Toothpaste Ingredients and Their Functions (+Tips)

Toothpaste Ingredients and Their Functions (+Tips)

Oral health is so important. After all, it’s the gateway to your overall bodily health – not to mention good dental hygiene helps you look, smell, and feel your best every day!

However, these days it can be hard to know which toothpaste to choose; there are just so many options.

One of the easiest ways to choose which toothpaste to use is to look closely at the ingredients list.

Knowing the difference between different types of ingredients, and what each one means is crucial to picking the perfect toothpaste for you! 

If you’re looking for a starting point, this article is for you! We’ll go over everything you need to know including: 

  • Active Ingredients
  • Inactive Ingredients
  • Controversial Ingredients
  • Why Boka?

Let’s jump right in! 

Active Ingredients

Active ingredients are those that have a noticeable, chemical effect. 

Basically, they’re the main components of any medicine, supplement, ointment, or product.
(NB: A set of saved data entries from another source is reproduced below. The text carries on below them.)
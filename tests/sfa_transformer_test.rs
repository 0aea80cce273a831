mod common;

use common::{two_class_dataset, wandering_series};
use sfa_rs::{
    BagBackend, BinningMethod, CoefficientLayout, FourierTransform, Sfa, SfaConfig, SfaError,
    WordCounts,
};

#[test]
fn test_binning_shape_and_default_cuts() {
    let (x, y) = two_class_dataset(10, 150, 32);
    for method in BinningMethod::ALL {
        let config = SfaConfig::new(6, 4, 32).with_binning_method(method);
        let model = Sfa::new(config).fit_supervised(&x, &y).unwrap();
        let bp = model.breakpoints();
        assert_eq!(bp.shape(), (6, 4), "{method}: wrong shape");

        // Row 1 is the imaginary part of the DC coefficient, always 0
        let expected = method.default_cut();
        for c in 0..3 {
            assert_eq!(
                bp.get(1, c),
                expected,
                "{method}: non-informative cut at column {c} is {}",
                bp.get(1, c)
            );
        }
        for row in bp.rows() {
            assert_eq!(row[3], f64::INFINITY, "{method}: missing sentinel");
            assert!(row[..3].windows(2).all(|p| p[0] <= p[1]), "{method}: {row:?}");
        }
    }
}

#[test]
fn test_anova_differs_from_truncation() {
    let (x, y) = two_class_dataset(12, 160, 32);
    let base = SfaConfig::new(4, 4, 32);

    let truncated = Sfa::new(base.clone()).fit_supervised(&x, &y).unwrap();
    let ranked = Sfa::new(base.with_anova(true)).fit_supervised(&x, &y).unwrap();

    assert_eq!(truncated.support(), &[0, 1, 2, 3]);
    assert_eq!(truncated.dft_length(), 4);
    assert_ne!(ranked.dft_length(), truncated.dft_length());
    assert_ne!(ranked.breakpoints(), truncated.breakpoints());

    // Imaginary parts of bins 5 and 7 carry the class signal
    assert!(ranked.support().contains(&11), "support {:?}", ranked.support());
    assert!(ranked.support().contains(&15), "support {:?}", ranked.support());
}

#[test]
fn test_anova_is_deterministic() {
    let (x, y) = two_class_dataset(8, 160, 32);
    let sfa = Sfa::new(SfaConfig::new(4, 4, 32).with_anova(true));
    let a = sfa.fit_supervised(&x, &y).unwrap();
    let b = sfa.fit_supervised(&x, &y).unwrap();
    assert_eq!(a, b);
    assert_eq!(a.transform(&x).unwrap(), b.transform(&x).unwrap());
}

#[test]
fn test_word_length_grid() {
    let (x, y) = two_class_dataset(6, 150, 32);
    for word_length in [6, 7] {
        for alphabet_size in [4, 5] {
            for window_size in [5, 6] {
                for bigrams in [false, true] {
                    for levels in [1, 2] {
                        for transform in [FourierTransform::Fft, FourierTransform::Dft] {
                            let config = SfaConfig::new(word_length, alphabet_size, window_size)
                                .with_bigrams(bigrams)
                                .with_levels(levels)
                                .with_fourier_transform(transform);
                            let label = format!("{config:?}");
                            let model = Sfa::new(config)
                                .fit_supervised(&x, &y)
                                .unwrap_or_else(|e| panic!("fit failed for {label}: {e}"));

                            let available = CoefficientLayout::max_dft_length(window_size, false);
                            assert_eq!(
                                model.breakpoints().shape(),
                                (word_length.min(available), alphabet_size),
                                "{label}"
                            );
                            assert_eq!(model.levels().len(), levels);

                            let bags = model
                                .transform(&x)
                                .unwrap_or_else(|e| panic!("transform failed for {label}: {e}"));
                            assert_eq!(bags.len(), x.len());
                            assert!(bags.iter().all(|b| !b.is_empty()), "{label}");
                        }
                    }
                }
            }
        }
    }
}

#[test]
fn test_backends_render_identically() {
    let x = wandering_series(6, 120);
    let base = SfaConfig::new(5, 4, 20).with_levels(2).with_bigrams(true);
    let generic = Sfa::new(base.clone().with_backend(BagBackend::Generic)).fit(&x).unwrap();
    let typed = Sfa::new(base.with_backend(BagBackend::Typed)).fit(&x).unwrap();

    let generic_bags = generic.transform(&x).unwrap();
    let typed_bags = typed.transform(&x).unwrap();
    for (i, (g, t)) in generic_bags.iter().zip(&typed_bags).enumerate() {
        assert_eq!(g.backend(), BagBackend::Generic);
        assert_eq!(t.backend(), BagBackend::Typed);
        assert_eq!(g.entries(), t.entries(), "series {i}: entries differ");
        assert_eq!(
            generic.bag_to_string(g),
            typed.bag_to_string(t),
            "series {i}: rendered bags differ"
        );
    }
}

#[test]
fn test_rendered_words() {
    let x = wandering_series(4, 80);
    let model = Sfa::new(SfaConfig::new(3, 4, 16).with_levels(2).with_bigrams(true))
        .fit(&x)
        .unwrap();
    let rendered = model.bag_to_string(&model.transform_series(&x[0]).unwrap());
    assert!(rendered.starts_with('{') && rendered.ends_with('}'));
    assert!(rendered.contains("@0"));
    assert!(rendered.contains("@1"));
    assert!(rendered.contains('+'), "no bigram in {rendered}");
}

#[test]
fn test_words_in_range() {
    let x = wandering_series(8, 150);
    let model = Sfa::new(SfaConfig::new(6, 4, 24)).fit(&x).unwrap();
    assert_eq!(model.breakpoints().shape(), (6, 4));

    let bags = model.transform(&x).unwrap();
    assert_eq!(bags.len(), x.len());
    for bag in &bags {
        for (key, count) in bag.entries() {
            assert!(key.word < 4u64.pow(6), "word {} out of range", key.word);
            assert_eq!(key.level, 0);
            assert!(count > 0);
        }
    }
}

#[test]
fn test_transform_errors() {
    let (x, y) = two_class_dataset(6, 100, 20);

    let model = Sfa::new(SfaConfig::new(4, 4, 20)).fit(&x).unwrap();
    let short = vec![vec![0.0; 19]];
    assert_eq!(
        model.transform(&short).unwrap_err(),
        SfaError::IncompatibleInput {
            index: 0,
            length: 19,
            window: 20
        }
    );

    let ig = Sfa::new(SfaConfig::new(4, 4, 20).with_binning_method(BinningMethod::InformationGain));
    assert!(matches!(ig.fit(&x), Err(SfaError::MissingLabels(_))));
    assert!(ig.fit_supervised(&x, &y).is_ok());

    let anova = Sfa::new(SfaConfig::new(4, 4, 20).with_anova(true));
    assert!(matches!(anova.fit(&x), Err(SfaError::MissingLabels(_))));

    let empty: Vec<Vec<f64>> = Vec::new();
    assert_eq!(model_error(&empty), SfaError::EmptyInput);
}

fn model_error(x: &[Vec<f64>]) -> SfaError {
    Sfa::new(SfaConfig::default()).fit(x).unwrap_err()
}

#[test]
fn test_single_class_falls_back() {
    let (x, _) = two_class_dataset(6, 100, 20);
    let y = vec![1u8; x.len()];
    let config = SfaConfig::new(4, 4, 20)
        .with_anova(true)
        .with_binning_method(BinningMethod::InformationGain);
    let model = Sfa::new(config).fit_supervised(&x, &y).unwrap();
    assert_eq!(model.support(), &[0, 1, 2, 3]);
    for row in model.breakpoints().rows() {
        assert!(row[..3].iter().all(|&c| c == f64::MAX));
    }
    assert!(model.transform(&x).is_ok());
}

#[test]
fn test_config_from_json() {
    let json = r#"{
        "word_length": 6,
        "alphabet_size": 5,
        "binning_method": "information-gain",
        "fourier_transform": "fft",
        "backend": "typed",
        "remove_repeat_words": false
    }"#;
    let config: SfaConfig = serde_json::from_str(json).unwrap();
    assert_eq!(config.word_length, 6);
    assert_eq!(config.alphabet_size, 5);
    assert_eq!(config.window_size, SfaConfig::default().window_size);
    assert_eq!(config.binning_method, BinningMethod::InformationGain);
    assert_eq!(config.fourier_transform, FourierTransform::Fft);
    assert_eq!(config.backend, BagBackend::Typed);
    assert!(!config.numerosity_reduction);

    assert!(serde_json::from_str::<SfaConfig>(r#"{"binning_method": "quantile"}"#).is_err());
    assert!(serde_json::from_str::<SfaConfig>(r#"{"fourier_transform": "wavelet"}"#).is_err());
    assert_eq!(
        "quantile".parse::<BinningMethod>(),
        Err(SfaError::UnsupportedBinningMethod("quantile".into()))
    );
}
use tracing::debug;

use crate::algorithms::common::map_indices;
use crate::algorithms::{igb, kmeans};
use crate::core::breakpoints::Breakpoints;
use crate::core::config::BinningMethod;

/// Learn one row of breakpoints per column of training coefficients.
///
/// `columns[r]` holds the values of selected coefficient `r` over all training
/// windows; `labels` is aligned with every column and is only consulted by the
/// information-gain strategy. Rows are learned independently and in parallel.
pub fn learn_breakpoints(
    columns: &[Vec<f64>],
    labels: Option<&[usize]>,
    n_classes: usize,
    method: BinningMethod,
    alphabet_size: usize,
) -> Breakpoints {
    debug_assert!(alphabet_size >= 2);
    let rows = map_indices(columns.len(), |r| {
        learn_row(&columns[r], labels, n_classes, method, alphabet_size)
    });
    Breakpoints::from_rows(rows, alphabet_size)
}

/// Interior cuts (`alphabet_size - 1` values) for one coefficient.
pub fn learn_row(
    values: &[f64],
    labels: Option<&[usize]>,
    n_classes: usize,
    method: BinningMethod,
    alphabet_size: usize,
) -> Vec<f64> {
    let n_cuts = alphabet_size - 1;

    // Drop non-finite samples, keeping labels aligned
    let mut finite = Vec::with_capacity(values.len());
    let mut finite_labels = Vec::with_capacity(values.len());
    for (i, &v) in values.iter().enumerate() {
        if v.is_finite() {
            finite.push(v);
            if let Some(y) = labels {
                finite_labels.push(y[i]);
            }
        }
    }

    if is_constant(&finite) {
        return vec![method.default_cut(); n_cuts];
    }

    match method {
        BinningMethod::EquiDepth => equi_depth(&finite, alphabet_size),
        BinningMethod::EquiWidth => equi_width(&finite, alphabet_size),
        BinningMethod::Kmeans => kmeans::cut_points(&finite, alphabet_size),
        BinningMethod::InformationGain => match labels {
            Some(_) => igb::cut_points(&finite, &finite_labels, n_classes, alphabet_size),
            None => {
                debug!("information-gain row without labels, using default cuts");
                vec![method.default_cut(); n_cuts]
            }
        },
    }
}

fn is_constant(values: &[f64]) -> bool {
    match values.first() {
        None => true,
        Some(&first) => values.iter().all(|&v| v == first),
    }
}

/// Round to two decimals, the resolution at which unsupervised cuts are learned.
#[inline]
fn round2(v: f64) -> f64 {
    (v * 100.0).round() / 100.0
}

/// Equal-frequency cuts: cut `k` is the order statistic at `floor(k * n / A)`.
pub fn equi_depth(values: &[f64], alphabet_size: usize) -> Vec<f64> {
    let mut sorted: Vec<f64> = values.iter().map(|&v| round2(v)).collect();
    sorted.sort_by(f64::total_cmp);
    let n = sorted.len();
    (1..alphabet_size)
        .map(|k| sorted[(k * n / alphabet_size).min(n - 1)])
        .collect()
}

/// Equal-width cuts over `[min, max]`.
pub fn equi_width(values: &[f64], alphabet_size: usize) -> Vec<f64> {
    let (min, max) = values
        .iter()
        .map(|&v| round2(v))
        .fold((f64::INFINITY, f64::NEG_INFINITY), |(lo, hi), v| (lo.min(v), hi.max(v)));
    let width = (max - min) / alphabet_size as f64;
    (1..alphabet_size).map(|k| min + k as f64 * width).collect()
}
Toothpaste typically contains a variety of ingredients, each serving a specific function. Here are some of the most common active ingredients you will find in toothpaste: 


Fluoride is a naturally occurring chemical found in many substances, most prevalently in water. 

In many places, fluoride is added to the water systems as well as to toothpaste. This is because fluoride has been shown to prevent tooth decay. 

However, despite the prevalence of fluoride, it is not without risk. The main hazard with overconsumption of fluoride is in children under six years of age. 

Fluoride toxicity can result in a number of gastrointestinal issues, as well as cosmetic damage to the teeth – and in some rare cases, organ dysfunction. 

As these cases occur only when large amounts of fluoride are ingested, almost all children's toothpastes are non-fluoridated as children are at greater risk of accidentally swallowing dental hygiene products. 

Due to risks such as these (and other reported health consequences), many choose to avoid fluoride whenever possible. 


Partly in response to fluoride's increasingly evident risks, nanohydroxyapatite has been an up-and-coming active ingredient in many toothpastes and other dental products. 

Nano-hydroxyapatite is the micro form of hydroxyapatite – the main component in biological human enamel, as well as being a major component in the general makeup of tooth and bone. 

Nano-hydroxyapatite is generally considered safe for use in toothpaste formulations. It is biocompatible and closely resembles the mineral composition of tooth enamel. 

Applied topically, it has been shown to be effective in rebuilding damage on teeth, as well as reducing dental sensitivity. 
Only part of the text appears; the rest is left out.